5 April 2004

Escalation of fighting in Iraq

Foreign Affairs Editor Peter Cave reports from Baghdad.

PETER CAVE: Until the closure last week of his newspaper for allegedly urging violent resistance against the US led occupation, Moqtada al-Sadr and his black shirted private army were a minor irritation to the US civilian administrator Paul Bremer.

Now the young cleric has become a focus of national attention and day and day after day he's turned tens out thousands of supporters out in Baghdad, Basra and around the holy city of Najaf where he has his base and where the protest turned to bloodshed.

PAUL BREMER: This morning a group of people in Najaf have crossed the line and they have moved to violence. This will not be tolerated, this will not be tolerated by the coalition, this will not be tolerated by the Iraqi people and this will not be tolerated by the Iraqi security forces.

PETER CAVE: In Baghdad thousands of Sadr supporters gridlocked the city centre as they laid siege to Paul Bremer's headquarters throughout the day. Shiites were repressed under Saddam Hussein and I asked Imam Hazin al Aaraji, who was leading the protest, if he now saw the American administration as the enemy?

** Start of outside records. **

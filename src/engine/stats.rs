// src/engine/stats.rs
//
// Statistics Aggregator.
//
// All counters live behind one lock so snapshot() observes a single logical
// instant. Derived metrics (throughput, ETA) are computed from snapshots and
// never stored.

use crate::task::{FailureKind, TaskResult};
use parking_lot::Mutex;
use serde::Serialize;
use std::time::{Duration, Instant};

#[derive(Debug, Default)]
struct Counters {
    submitted: u64,
    in_flight: u64,
    succeeded: u64,
    failed: u64,
    cancelled: u64,
    skipped: u64,
    bytes_in: u64,
    bytes_out: u64,
    busy: Duration,
    last_update: Option<Instant>,
    settled: Option<Instant>,
}

/// Point-in-time copy of the counters.
///
/// Invariants: `succeeded + failed <= submitted` and
/// `submitted - succeeded - failed - in_flight == queued()`.
/// `cancelled` is the subset of `failed` that never started.
#[derive(Clone, Copy, Debug, Default, PartialEq, Serialize)]
pub struct StatsSnapshot {
    pub submitted: u64,
    pub in_flight: u64,
    pub succeeded: u64,
    pub failed: u64,
    pub cancelled: u64,
    /// Discovery entries that could not be turned into tasks
    pub skipped: u64,
    pub bytes_in: u64,
    pub bytes_out: u64,
    /// Sum of per-task execution time across all workers
    pub busy: Duration,
    /// Wall clock since the aggregator was created, frozen once the run settles
    pub elapsed: Duration,
    /// Wall clock from creation to the most recent update
    pub last_update: Duration,
}

impl StatsSnapshot {
    pub fn completed(&self) -> u64 {
        self.succeeded + self.failed
    }

    /// Submitted but not yet claimed by a worker
    pub fn queued(&self) -> u64 {
        self.submitted
            .saturating_sub(self.completed())
            .saturating_sub(self.in_flight)
    }

    /// Submitted but without a result yet
    pub fn remaining(&self) -> u64 {
        self.submitted.saturating_sub(self.completed())
    }

    /// Completed tasks per second of wall clock
    pub fn throughput(&self) -> f64 {
        let secs = self.elapsed.as_secs_f64();
        if secs > 0.0 {
            self.completed() as f64 / secs
        } else {
            0.0
        }
    }

    /// Time left for the tasks submitted so far at the current throughput
    pub fn eta(&self) -> Option<Duration> {
        let rate = self.throughput();
        if rate > 0.0 {
            Some(Duration::from_secs_f64(self.remaining() as f64 / rate))
        } else {
            None
        }
    }

    /// Fraction of completed tasks that succeeded (0.0-1.0)
    pub fn success_rate(&self) -> f64 {
        match self.completed() {
            0 => 0.0,
            n => self.succeeded as f64 / n as f64,
        }
    }

    pub fn average_task_time(&self) -> Option<Duration> {
        let executed = self.completed().saturating_sub(self.cancelled);
        if executed == 0 {
            return None;
        }
        Some(self.busy / executed.min(u32::MAX as u64) as u32)
    }

    pub fn bytes_saved(&self) -> i64 {
        self.bytes_in as i64 - self.bytes_out as i64
    }

    /// Add another snapshot's counters into this one (used for batch totals)
    pub fn accumulate(&mut self, other: &StatsSnapshot) {
        self.submitted += other.submitted;
        self.in_flight += other.in_flight;
        self.succeeded += other.succeeded;
        self.failed += other.failed;
        self.cancelled += other.cancelled;
        self.skipped += other.skipped;
        self.bytes_in += other.bytes_in;
        self.bytes_out += other.bytes_out;
        self.busy += other.busy;
        self.elapsed += other.elapsed;
        self.last_update += other.last_update;
    }
}

/// Thread-safe running counters for one run of the pool.
#[derive(Debug)]
pub struct Statistics {
    started: Instant,
    counters: Mutex<Counters>,
}

impl Default for Statistics {
    fn default() -> Self {
        Self::new()
    }
}

impl Statistics {
    pub fn new() -> Self {
        Self {
            started: Instant::now(),
            counters: Mutex::new(Counters::default()),
        }
    }

    pub fn task_submitted(&self) {
        let mut c = self.counters.lock();
        c.submitted += 1;
        c.last_update = Some(Instant::now());
    }

    pub fn task_started(&self) {
        let mut c = self.counters.lock();
        c.in_flight += 1;
        c.last_update = Some(Instant::now());
    }

    /// Record a result. Cancelled results never started, so they do not
    /// release an in-flight slot.
    pub fn record(&self, result: &TaskResult) {
        let mut c = self.counters.lock();
        match result.failure_kind() {
            None => {
                c.succeeded += 1;
                c.bytes_in += result.bytes_in;
                c.bytes_out += result.bytes_out;
            }
            Some(FailureKind::Cancelled) => {
                c.failed += 1;
                c.cancelled += 1;
            }
            Some(_) => c.failed += 1,
        }
        if result.failure_kind() != Some(FailureKind::Cancelled) {
            c.in_flight = c.in_flight.saturating_sub(1);
            c.busy += result.duration;
        }
        c.last_update = Some(Instant::now());
    }

    pub fn record_skipped(&self) {
        let mut c = self.counters.lock();
        c.skipped += 1;
        c.last_update = Some(Instant::now());
    }

    /// Stop the wall clock. Later calls keep the first settle time.
    pub fn settle(&self) {
        let mut c = self.counters.lock();
        if c.settled.is_none() {
            c.settled = Some(Instant::now());
        }
    }

    pub fn snapshot(&self) -> StatsSnapshot {
        let c = self.counters.lock();
        StatsSnapshot {
            submitted: c.submitted,
            in_flight: c.in_flight,
            succeeded: c.succeeded,
            failed: c.failed,
            cancelled: c.cancelled,
            skipped: c.skipped,
            bytes_in: c.bytes_in,
            bytes_out: c.bytes_out,
            busy: c.busy,
            elapsed: c
                .settled
                .map(|t| t.duration_since(self.started))
                .unwrap_or_else(|| self.started.elapsed()),
            last_update: c
                .last_update
                .map(|t| t.duration_since(self.started))
                .unwrap_or_default(),
        }
    }

    pub fn in_flight(&self) -> u64 {
        self.counters.lock().in_flight
    }

    /// Submitted tasks still waiting for a result
    pub fn outstanding(&self) -> u64 {
        let c = self.counters.lock();
        c.submitted.saturating_sub(c.succeeded + c.failed)
    }
}

#[cfg(test)]
mod tests {
    use super::*;
    use crate::task::{ConversionOptions, Task};
    use std::sync::Arc;
    use std::thread;

    fn task() -> Task {
        Task::new("a.heic", "a.jpg", ConversionOptions::default())
    }

    #[test]
    fn test_record_success_and_failure() {
        let stats = Statistics::new();
        let t = task();
        for _ in 0..3 {
            stats.task_submitted();
        }
        stats.task_started();
        stats.task_started();
        stats.record(&TaskResult::success(&t, Duration::from_millis(10), 100, 40));
        stats.record(&TaskResult::failure(
            &t,
            FailureKind::Conversion,
            "bad",
            Duration::from_millis(10),
        ));

        let snap = stats.snapshot();
        assert_eq!(snap.submitted, 3);
        assert_eq!(snap.succeeded, 1);
        assert_eq!(snap.failed, 1);
        assert_eq!(snap.in_flight, 0);
        assert_eq!(snap.queued(), 1);
        assert_eq!(snap.bytes_saved(), 60);
        assert_eq!(snap.average_task_time(), Some(Duration::from_millis(10)));
    }

    #[test]
    fn test_cancelled_does_not_touch_in_flight() {
        let stats = Statistics::new();
        stats.task_submitted();
        stats.task_submitted();
        stats.task_started();
        stats.record(&TaskResult::cancelled(&task()));

        let snap = stats.snapshot();
        assert_eq!(snap.in_flight, 1);
        assert_eq!(snap.failed, 1);
        assert_eq!(snap.cancelled, 1);
        assert_eq!(snap.queued(), 0);
        assert_eq!(stats.outstanding(), 1);
    }

    #[test]
    fn test_derived_metrics_on_empty_snapshot() {
        let snap = StatsSnapshot::default();
        assert_eq!(snap.throughput(), 0.0);
        assert_eq!(snap.eta(), None);
        assert_eq!(snap.success_rate(), 0.0);
        assert_eq!(snap.average_task_time(), None);
    }

    #[test]
    fn test_eta_from_throughput() {
        let snap = StatsSnapshot {
            submitted: 30,
            succeeded: 10,
            elapsed: Duration::from_secs(10),
            ..Default::default()
        };
        assert_eq!(snap.throughput(), 1.0);
        assert_eq!(snap.eta(), Some(Duration::from_secs(20)));
    }

    #[test]
    fn test_settle_freezes_elapsed() {
        let stats = Statistics::new();
        stats.task_submitted();
        stats.task_started();
        stats.record(&TaskResult::success(&task(), Duration::ZERO, 1, 1));
        stats.settle();
        let first = stats.snapshot();
        thread::sleep(Duration::from_millis(20));
        stats.settle();
        let later = stats.snapshot();
        assert_eq!(first.elapsed, later.elapsed);
        assert_eq!(first.throughput(), later.throughput());
    }

    #[test]
    fn test_concurrent_records_are_consistent() {
        let stats = Arc::new(Statistics::new());
        let handles: Vec<_> = (0..8)
            .map(|worker| {
                let stats = Arc::clone(&stats);
                thread::spawn(move || {
                    let t = task();
                    for n in 0..500 {
                        stats.task_submitted();
                        stats.task_started();
                        let result = if (worker + n) % 5 == 0 {
                            TaskResult::failure(&t, FailureKind::Conversion, "x", Duration::ZERO)
                        } else {
                            TaskResult::success(&t, Duration::ZERO, 1, 1)
                        };
                        stats.record(&result);
                        let snap = stats.snapshot();
                        assert!(snap.completed() <= snap.submitted);
                    }
                })
            })
            .collect();
        for handle in handles {
            handle.join().unwrap();
        }
        let snap = stats.snapshot();
        assert_eq!(snap.submitted, 4000);
        assert_eq!(snap.completed(), 4000);
        assert_eq!(snap.in_flight, 0);
        assert_eq!(snap.failed, 800);
    }
}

Bremer is a fool. The coalition has maintained order with some difficulty with its current troop levels. The occupation's tactics in the Sunni triangle have not been a spectacular success in garnering popular support. If the Shia governorates are treated the same way they will react the same way.

If the Shia go into active rebellion that will multiply the population of potential rebels by around 5. Is Bremer going to increase the CPA's troops in Iraq by the same multiplier? al-Sadr is certainly the least attractive of the Shia leaders. That is not going to effect his ability to raise hell in Baghdad and the South. Nor are breathless Bremer blustering.

This is a high price to pay for Bremer's desire to close a newspaper despite the freedon of press guaranteed by the interim constitution.